Henri Nahum, « Portrait
d’une famille juive de Smyrne vers 1900 », dans Paul Dumont et François
Georgeon (dir.), Vivre dans l’Empire
ottoman : Sociabilités et relations intercommunautaires (XVIIIe-XXe siècles),
Paris, L’Harmattan, 1997, p. 166-167 :
« Périodiquement, aux alentours de
la Pâque juive, la communauté juive est accusée d’avoir assassiné un enfant
chrétien pour mêler son sang au pain azyme. Des émeutiers grecs et arméniens
font irruption dans le quartier juif, molestent les passants, cassent les
devantures des magasins, pillent les marchandises. On a beau retrouver
quelques jours plus tard l’enfant disparu qui en général a fait une fugue, rien
n’y fait : la calomnie de meurtre rituel renaît l’année suivante. À Smyrne, il
y a eu des incidents analogues en 1888, 1890, 1896. Quelques mois après la
photographie qui fait l’objet de cet article, en mars 1901, un jeune Grec
disparaît. La foule envahit le quartier juif, conspue l’archevêque orthodoxe
qui essaye de calmer les émeutiers, monte au clocher de l’église et sonne le
tocsin.
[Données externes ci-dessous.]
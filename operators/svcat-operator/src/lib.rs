//! Svcat Operator - 管理 Service Catalog 控制器管理器的 Kubernetes Operator
//!
//! 该模块根据期望状态对象 ServiceCatalogControllerManager 驱动集群中的工作负载收敛：
//! 应用静态资源、组装运行配置、镜像客户端 CA、发布 DaemonSet，并汇总健康条件。

pub mod apply;
pub mod assets;
pub mod ca_mirror;
pub mod client;
pub mod config_composer;
pub mod controller;
pub mod crd;
pub mod kube_client;
pub mod reconcile;
pub mod rollout;
pub mod settings;
pub mod status;
pub mod sync;

#[cfg(test)]
mod fake;

use anyhow::{Context, Result};
use kube::Client;

use crate::settings::OperatorSettings;
use crate::sync::SyncOutcome;

/// Operator 主结构体
pub struct SvcatOperator {
    /// Kubernetes 客户端
    client: Client,
    /// 控制器
    controller: controller::Controller,
}

impl SvcatOperator {
    /// 创建新的 Operator 实例
    pub async fn new(settings: OperatorSettings) -> Result<Self> {
        let client = Client::try_default().await.context("创建 Kubernetes 客户端失败")?;
        let controller = controller::Controller::new(client.clone(), settings);

        Ok(Self { client, controller })
    }

    /// 启动控制器，直到收到终止信号
    pub async fn run(&self) -> Result<()> {
        self.controller.run().await;
        Ok(())
    }

    /// 对单例期望状态对象执行一个周期
    pub async fn run_once(&self) -> Result<SyncOutcome> {
        let reconciler = self.controller.reconciler();
        let name = reconciler.settings().operator_config_name.clone();
        let store = kube_client::KubeOperatorConfigStore::new(self.client.clone());

        let record = client::OperatorConfigStore::get(&store, &name)
            .await
            .with_context(|| format!("读取 servicecatalogcontrollermanagers/{} 失败", name))?;
        let outcome = reconciler.run_cycle(&record).await?;
        Ok(outcome)
    }
}
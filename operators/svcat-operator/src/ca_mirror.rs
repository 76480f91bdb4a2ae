//! 客户端 CA 镜像
//!
//! apiserver 所在命名空间中的 CA 是权威来源，这里只负责把它复制到工作负载命名空间。
//! 目标对象不带 owner reference，删除期望状态对象后仍然保留，轮换不会丢失。

use k8s_openapi::api::core::v1::ConfigMap;
use k8s_openapi::apimachinery::pkg::apis::meta::v1::ObjectMeta;
use svcat_common::{Error, Result};
use tracing::info;

use crate::client::ClusterClient;

/// 同步一个 ConfigMap，返回目标内容是否发生变化
pub async fn sync_config_map(
    client: &dyn ClusterClient,
    source_namespace: &str,
    source_name: &str,
    target_namespace: &str,
    target_name: &str,
) -> Result<bool> {
    let source = client
        .get_config_map(source_namespace, source_name)
        .await?
        .ok_or_else(|| Error::Resolution {
            kind: "configmap".to_string(),
            namespace: source_namespace.to_string(),
            name: source_name.to_string(),
        })?;

    let existing = client.get_config_map(target_namespace, target_name).await?;
    if let Some(existing) = &existing {
        if existing.data == source.data && existing.binary_data == source.binary_data {
            return Ok(false);
        }
    }

    let required = ConfigMap {
        metadata: ObjectMeta {
            name: Some(target_name.to_string()),
            namespace: Some(target_namespace.to_string()),
            ..Default::default()
        },
        data: source.data,
        binary_data: source.binary_data,
        ..Default::default()
    };
    client.put_config_map(&required).await?;

    info!(
        source = %format!("{}/{}", source_namespace, source_name),
        target = %format!("{}/{}", target_namespace, target_name),
        "已同步客户端 CA"
    );
    Ok(true)
}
Le vali (gouverneur) rétablit le calme et ordonne un procès. On
retrouve le jeune garçon disparu qui était allé passer quelques jours à
Tchechmé chez des amis. »
« VI. Fausses
accusations », Bulletin de l’Alliance
israélite universelle, 1887, pp. 41-42 :
« 1. Un journal de Constantinople, le Stamboul, dans son numéro du 4 avril, prétendait que deux Juifs s’étaient
emparés, dans cette ville, d’une jeune fille arménienne, âgée d’environ huit
ans, et l’avaient mise dans un sac pour la tuer. Interrogés par deux passants
au sujet du contenu de leur sac, les deux Juifs se seraient sauvés en abandonnant
leur charge, les passants auraient alors ouvert le sac et trouvé l’enfant à
demi asphyxiée. Un des deux Juifs aurait été arrêté et l’autre serait parvenu à
s’échapper. Cette histoire émut la
population chrétienne, plusieurs colporteurs juifs furent maltraités dans
divers quartiers de Constantinople. Sur la prière du grand rabbin, une
enquête fut immédiatement ordonnée par S[on]
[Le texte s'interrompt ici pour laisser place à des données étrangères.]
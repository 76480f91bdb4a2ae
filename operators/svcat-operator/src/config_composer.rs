//! 运行配置组装
//!
//! 从内嵌默认配置出发，依次叠加管理员的不受支持覆盖和上一轮观察到的配置，
//! 再把依赖对象的内容哈希写入 ConfigMap 的 data。依赖内容一变，ConfigMap 随之变化，
//! 进而驱动工作负载重新部署。

use k8s_openapi::api::core::v1::ConfigMap;
use serde_json::{Map, Value as Json};
use std::collections::BTreeMap;
use svcat_common::util::content_hash;
use svcat_common::{Error, Result};
use tracing::{debug, info};

use crate::assets::{self, CONFIG_KEY};
use crate::client::ClusterClient;
use crate::crd::ServiceCatalogControllerManager;

/// 被哈希的依赖对象引用
#[derive(Debug, Clone, PartialEq, Eq)]
pub enum ObjectRef {
    ConfigMap { namespace: String, name: String },
    Secret { namespace: String, name: String },
}

impl ObjectRef {
    pub fn config_map(namespace: &str, name: &str) -> Self {
        ObjectRef::ConfigMap {
            namespace: namespace.to_string(),
            name: name.to_string(),
        }
    }

    pub fn secret(namespace: &str, name: &str) -> Self {
        ObjectRef::Secret {
            namespace: namespace.to_string(),
            name: name.to_string(),
        }
    }

    /// 写入 data 时使用的键，形如 `configmaps.<namespace>.<name>`
    pub fn key(&self) -> String {
        match self {
            ObjectRef::ConfigMap { namespace, name } => format!("configmaps.{}.{}", namespace, name),
            ObjectRef::Secret { namespace, name } => format!("secrets.{}.{}", namespace, name),
        }
    }

    fn missing(&self) -> Error {
        let (kind, namespace, name) = match self {
            ObjectRef::ConfigMap { namespace, name } => ("configmap", namespace, name),
            ObjectRef::Secret { namespace, name } => ("secret", namespace, name),
        };
        Error::Resolution {
            kind: kind.to_string(),
            namespace: namespace.clone(),
            name: name.clone(),
        }
    }
}

fn parse_layer(raw: &Json, layer: &str) -> Result<Map<String, Json>> {
    match raw {
        Json::Object(map) => Ok(map.clone()),
        other => Err(Error::Merge(format!(
            "{} must be a mapping, got {}",
            layer,
            json_type(other)
        ))),
    }
}

fn json_type(v: &Json) -> &'static str {
    match v {
        Json::Null => "null",
        Json::Bool(_) => "bool",
        Json::Number(_) => "number",
        Json::String(_) => "string",
        Json::Array(_) => "array",
        Json::Object(_) => "mapping",
    }
}

/// 递归合并：两侧都是映射时逐键合并，否则补丁一侧覆盖
fn merge_into(base: &mut Map<String, Json>, patch: Map<String, Json>) {
    for (key, value) in patch {
        match value {
            Json::Object(incoming) => match base.get_mut(&key) {
                Some(Json::Object(existing)) => merge_into(existing, incoming),
                _ => {
                    base.insert(key, Json::Object(incoming));
                }
            },
            value => {
                base.insert(key, value);
            }
        }
    }
}

/// 合并默认配置与各层补丁，后面的层在冲突键上胜出
///
/// 缺失或为 null 的层被跳过。
pub fn merge_config(default_yaml: &str, layers: &[Option<&Json>]) -> Result<Json> {
    let default: serde_yaml::Value = serde_yaml::from_str(default_yaml)
        .map_err(|e| Error::Merge(format!("default config: {}", e)))?;
    let default = serde_json::to_value(default).map_err(|e| Error::Merge(format!("default config: {}", e)))?;
    let mut merged = parse_layer(&default, "default config")?;

    for (idx, layer) in layers.iter().enumerate() {
        match layer {
            None | Some(Json::Null) => continue,
            Some(raw) => {
                let patch = parse_layer(raw, &format!("config layer {}", idx + 1))?;
                merge_into(&mut merged, patch);
            }
        }
    }

    Ok(Json::Object(merged))
}

/// 计算依赖对象的内容哈希，任何一个不存在都返回 `Error::Resolution`
pub async fn object_hashes(client: &dyn ClusterClient, refs: &[ObjectRef]) -> Result<BTreeMap<String, String>> {
    let mut hashes = BTreeMap::new();

    for obj in refs {
        let hash = match obj {
            ObjectRef::ConfigMap { namespace, name } => {
                let cm = client.get_config_map(namespace, name).await?.ok_or_else(|| obj.missing())?;
                content_hash(&(cm.data, cm.binary_data))?
            }
            ObjectRef::Secret { namespace, name } => {
                let secret = client.get_secret(namespace, name).await?.ok_or_else(|| obj.missing())?;
                content_hash(&secret.data)?
            }
        };
        debug!(key = %obj.key(), hash = %hash, "已计算依赖哈希");
        hashes.insert(obj.key(), hash);
    }

    Ok(hashes)
}

/// 组装需要写入的 ConfigMap
pub async fn required_config_map(
    client: &dyn ClusterClient,
    record: &ServiceCatalogControllerManager,
    dependencies: &[ObjectRef],
) -> Result<ConfigMap> {
    let mut required: ConfigMap = assets::read_typed(assets::CONFIG_MAP_ASSET)?;
    let merged = merge_config(
        assets::asset(assets::DEFAULT_CONFIG_ASSET)?,
        &[
            record.spec.unsupported_config_overrides.as_ref(),
            record.spec.observed_config.as_ref(),
        ],
    )?;

    let hashes = object_hashes(client, dependencies).await?;

    let data = required.data.get_or_insert_with(BTreeMap::new);
    data.insert(CONFIG_KEY.to_string(), serde_json::to_string(&merged)?);
    data.extend(hashes);

    Ok(required)
}

/// 组装并写入运行配置，返回写入后的对象与内容是否变化
pub async fn manage_config_map(
    client: &dyn ClusterClient,
    record: &ServiceCatalogControllerManager,
    dependencies: &[ObjectRef],
) -> Result<(ConfigMap, bool)> {
    let required = required_config_map(client, record, dependencies).await?;
    let namespace = required.metadata.namespace.clone().unwrap_or_default();
    let name = required.metadata.name.clone().unwrap_or_default();

    if let Some(existing) = client.get_config_map(&namespace, &name).await? {
        if existing.data == required.data && existing.binary_data == required.binary_data {
            return Ok((existing, false));
        }
    }

    let written = client.put_config_map(&required).await?;
    info!(configmap = %format!("{}/{}", namespace, name), "运行配置已更新");
    Ok((written, true))
}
A[ltesse] le grand vizir. Elle prouva
qu’il n’y avait pas un mot de vrai dans toute cette histoire, si ce n’est l’arrestation
du Juif et les faits de violences contre les Israélites. Le colporteur juif, qui se nommait Semaria, fut immédiatement remis en
liberté et le procureur général de Stamboul fit publier dans les journaux
turcs du 26 avril le communiqué suivant :
“L’homme qui aurait sauvé la petite fille de Semaria et de son complice n’a
pu être découvert, bien qu’étant
arménien, d’après les affirmations de l’enfant, il ait eu intérêt à se
présenter pour témoigner de la véracité des déclarations de la petite victime,
qui est arménienne comme lui. Or, ce sauveur inconnu n’ayant pas donné signe de
vie, il est certain que la petite fille
a récité une fable qu’on lui a peut-être racontée jadis pour la divertir ou
pour hâter son sommeil.
Enfin, l’autre Juif, qu’on avait dit être le complice de Semaria, n’a pu
être non plus découvert. Par ces motifs, la mise en liberté de Semaria est
confirmée.”
Le bruit d’une autre disparition d’enfant a été répandu à Constantinople le
10 avril, dans le quartier de Yéni Mahalle-Haskeuy [Hasköy, où les Juifs et les Arméniens étaient nombreux à l’époque] ;
naturellement, les Juifs étaient encore les coupables. Mais la police retrouva
bien vite l’enfant, qui se promenait à Stamboul. »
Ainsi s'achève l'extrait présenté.